I just ran the CACNA1A and there were only a couple of NameUnknowns. They looked like CHEMBLs that no longer exist in CHEMBL.

MarkDWilliams commented 3 months ago

This should resolve the issue and nodes for which we are unable to get a "proper" name will now have their CURIE assigned as their name instead of NameUnknown https://github.com/NCATSTranslator/Relay/pull/625

sierra-moxon commented 3 months ago

retested on test: https://ui.test.transltr.io/main/results?l=CACNA1A%20(Human)&i=NCBIGene:773&t=1&r=0&q=4f2bad81-fcdf-41c9-b392-7a453ebaf4c3

seeing Nameunknown in the results, likely this hasn't been deployed yet.

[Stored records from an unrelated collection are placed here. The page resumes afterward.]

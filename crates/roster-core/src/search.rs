//! Listing search queries

use roster_types::Employee;

/// What the listing page asks the store for.
#[derive(Debug, Clone, PartialEq, Eq)]
pub enum SearchQuery {
    /// Every employee, newest id first
    All,
    /// Exact id match
    ById(i32),
    /// Case-insensitive substring match on email
    EmailContains(String),
    /// A numeric query too large to be an id; matches nothing
    NoMatch,
}

impl SearchQuery {
    /// Interpret the optional `q` parameter.
    ///
    /// Blank means everything, ASCII digits mean an id lookup and anything
    /// else is an email fragment.
    pub fn parse(q: Option<&str>) -> Self {
        let q = match q.map(str::trim) {
            Some(q) if !q.is_empty() => q,
            _ => return SearchQuery::All,
        };

        if q.bytes().all(|b| b.is_ascii_digit()) {
            return match q.parse::<i32>() {
                Ok(id) => SearchQuery::ById(id),
                Err(_) => SearchQuery::NoMatch,
            };
        }

        SearchQuery::EmailContains(q.to_string())
    }

    pub fn matches(&self, employee: &Employee) -> bool {
        match self {
            SearchQuery::All => true,
            SearchQuery::ById(id) => employee.id == *id,
            SearchQuery::EmailContains(needle) => employee
                .email
                .to_lowercase()
                .contains(&needle.to_lowercase()),
            SearchQuery::NoMatch => false,
        }
    }
}

#[cfg(test)]
mod tests {
    use super::*;
    use chrono::NaiveDate;
    use roster_types::Department;

    fn employee(id: i32, email: &str) -> Employee {
        Employee {
            id,
            first_name: "Ann".to_string(),
            last_name: "Lee".to_string(),
            email: email.to_string(),
            department: Department::Sales,
            salary: 1.0,
            hire_date: NaiveDate::from_ymd_opt(2024, 1, 15).unwrap(),
        }
    }

    #[test]
    fn test_blank_query_lists_everything() {
        assert_eq!(SearchQuery::parse(None), SearchQuery::All);
        assert_eq!(SearchQuery::parse(Some("")), SearchQuery::All);
        assert_eq!(SearchQuery::parse(Some("   ")), SearchQuery::All);
    }

    #[test]
    fn test_digits_are_an_id_lookup() {
        assert_eq!(SearchQuery::parse(Some("42")), SearchQuery::ById(42));
        assert_eq!(SearchQuery::parse(Some("007")), SearchQuery::ById(7));
        assert_eq!(
            SearchQuery::parse(Some("99999999999999999999")),
            SearchQuery::NoMatch
        );
    }

    #[test]
    fn test_surrounding_whitespace_is_ignored() {
        assert_eq!(SearchQuery::parse(Some(" 1 ")), SearchQuery::ById(1));
        assert_eq!(
            SearchQuery::parse(Some("\tann@x.com ")),
            SearchQuery::EmailContains("ann@x.com".to_string())
        );
    }

    #[test]
    fn test_anything_else_searches_email() {
        assert_eq!(
            SearchQuery::parse(Some("-5")),
            SearchQuery::EmailContains("-5".to_string())
        );
        assert_eq!(
            SearchQuery::parse(Some("Ann@")),
            SearchQuery::EmailContains("Ann@".to_string())
        );
    }

    #[test]
    fn test_email_match_ignores_case() {
        let query = SearchQuery::parse(Some("ANN@X"));
        assert!(query.matches(&employee(1, "ann@x.com")));
        assert!(!query.matches(&employee(2, "bob@x.com")));
    }

    #[test]
    fn test_id_match_is_exact() {
        let query = SearchQuery::parse(Some("1"));
        assert!(query.matches(&employee(1, "a@x.com")));
        assert!(!query.matches(&employee(11, "b@x.com")));
        assert!(!SearchQuery::NoMatch.matches(&employee(1, "a@x.com")));
    }
}
//! Employee listing page

use super::{escape, layout};
use roster_core::Employee;
use std::fmt::Write;

/// One-shot notice carried in the `flash` query parameter after a redirect
#[derive(Debug, Clone, Copy, PartialEq, Eq)]
pub enum Flash {
    Hired,
    Updated,
    Fired,
    FireFailed,
}

impl Flash {
    /// Unknown values are ignored rather than rejected.
    pub fn parse(value: &str) -> Option<Self> {
        match value {
            "hired" => Some(Flash::Hired),
            "updated" => Some(Flash::Updated),
            "fired" => Some(Flash::Fired),
            "fire_failed" => Some(Flash::FireFailed),
            _ => None,
        }
    }

    pub fn as_param(self) -> &'static str {
        match self {
            Flash::Hired => "hired",
            Flash::Updated => "updated",
            Flash::Fired => "fired",
            Flash::FireFailed => "fire_failed",
        }
    }

    /// Listing URL showing this notice
    pub fn redirect_target(self) -> String {
        format!("/?flash={}", self.as_param())
    }

    fn message(self) -> (&'static str, &'static str) {
        match self {
            Flash::Hired => ("success", "Employee hired successfully!"),
            Flash::Updated => ("success", "Employee details updated!"),
            Flash::Fired => ("warning", "Employee record removed."),
            Flash::FireFailed => ("error", "Error deleting employee, please try again."),
        }
    }
}

pub struct ListingPage<'a> {
    pub employees: &'a [Employee],
    pub query: Option<&'a str>,
    pub flash: Option<Flash>,
}

impl ListingPage<'_> {
    pub fn render(&self) -> String {
        let mut body = String::new();

        if let Some(flash) = self.flash {
            let (class, text) = flash.message();
            let _ = writeln!(body, "<p class=\"flash {}\">{}</p>", class, text);
        }

        let _ = writeln!(
            body,
            "<h1>Employees</h1>\n\
             <form method=\"get\" action=\"/\">\n\
             <input type=\"search\" name=\"q\" placeholder=\"Search by ID or email\" value=\"{}\">\n\
             <button type=\"submit\">Search</button>\n\
             </form>\n\
             <p><a href=\"/hire\">Hire employee</a></p>",
            escape(self.query.unwrap_or(""))
        );

        if self.employees.is_empty() {
            body.push_str("<p>No employees found.</p>\n");
            return layout("Employees", &body);
        }

        body.push_str(
            "<table>\n<thead><tr><th>ID</th><th>Name</th><th>Email</th><th>Department</th>\
             <th>Salary</th><th>Hire date</th><th></th></tr></thead>\n<tbody>\n",
        );
        for employee in self.employees {
            let _ = writeln!(
                body,
                "<tr><td>{id}</td><td>{name}</td><td>{email}</td><td>{department}</td>\
                 <td>{salary}</td><td>{hire_date}</td>\
                 <td><a href=\"/edit/{id}\">Edit</a> \
                 <form class=\"inline\" method=\"post\" action=\"/fire/{id}\">\
                 <button type=\"submit\">Fire</button></form></td></tr>",
                id = employee.id,
                name = escape(&employee.full_name()),
                email = escape(&employee.email),
                department = escape(employee.department.label()),
                salary = employee.salary,
                hire_date = employee.hire_date,
            );
        }
        body.push_str("</tbody>\n</table>\n");

        layout("Employees", &body)
    }
}
// SPDX-License-Identifier: AGPL-3.0-or-later
//
// Copyright (C) 2025 Daniel Negri
//
// This program is free software: you can redistribute it and/or modify
// it under the terms of the GNU Affero General Public License as published by
// the Free Software Foundation, either version 3 of the License, or
// (at your option) any later version.
//
// This program is distributed in the hope that it will be useful,
// but WITHOUT ANY WARRANTY; without even the implied warranty of
// MERCHANTABILITY or FITNESS FOR A PARTICULAR PURPOSE. See the
// GNU Affero General Public License for more details.
//
// You should have received a copy of the GNU Affero General Public License
// along with this program. If not, see <https://www.gnu.org/licenses/>.

//! Bank configuration.

use crate::error::LedgerError;
use serde::{Deserialize, Serialize};
use std::time::Duration;

#[derive(Debug, Clone, PartialEq, Eq, Serialize, Deserialize)]
#[serde(default)]
pub struct LedgerConfig {
    /// Worker threads draining the operation queue.
    pub workers: usize,
    /// Operations that may wait in the queue before `submit` starts rejecting.
    pub queue_capacity: usize,
    /// Lifetime of cached account snapshots. Zero keeps them until invalidated.
    pub cache_ttl: Duration,
    /// Runs the interest batch on this period when set.
    pub interest_interval: Option<Duration>,
}

impl LedgerConfig {
    pub const DEFAULT_QUEUE_CAPACITY: usize = 1024;
    pub const DEFAULT_CACHE_TTL: Duration = Duration::from_secs(30);

    pub fn with_workers(mut self, workers: usize) -> Self {
        self.workers = workers;
        self
    }

    pub fn with_queue_capacity(mut self, queue_capacity: usize) -> Self {
        self.queue_capacity = queue_capacity;
        self
    }

    pub fn with_cache_ttl(mut self, cache_ttl: Duration) -> Self {
        self.cache_ttl = cache_ttl;
        self
    }

    pub fn with_interest_interval(mut self, interval: Duration) -> Self {
        self.interest_interval = Some(interval);
        self
    }

    pub fn validate(&self) -> Result<(), LedgerError> {
        if self.workers == 0 {
            return Err(LedgerError::invalid("at least one worker is required"));
        }
        if self.queue_capacity == 0 {
            return Err(LedgerError::invalid("queue capacity must be positive"));
        }
        if self.interest_interval.is_some_and(|interval| interval.is_zero()) {
            return Err(LedgerError::invalid("interest interval must be positive"));
        }
        Ok(())
    }
}

impl Default for LedgerConfig {
    fn default() -> Self {
        Self {
            workers: num_cpus::get().max(1),
            queue_capacity: Self::DEFAULT_QUEUE_CAPACITY,
            cache_ttl: Self::DEFAULT_CACHE_TTL,
            interest_interval: None,
        }
    }
}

MarkDWilliams commented 3 months ago

Yes, I'm sorry I should have clarified that the PR should fix the issue in CI. We've put in the request to deploy it to Test, but it hasn't gone through yet.

sstemann commented 3 months ago

fixed in Test https://ui.test.transltr.io/main/results?l=Aceruloplasminemia&i=MONDO:0011426&t=0&r=0&q=a2b8ff98-8af7-4f47-a8a2-08f4159e7d0f

image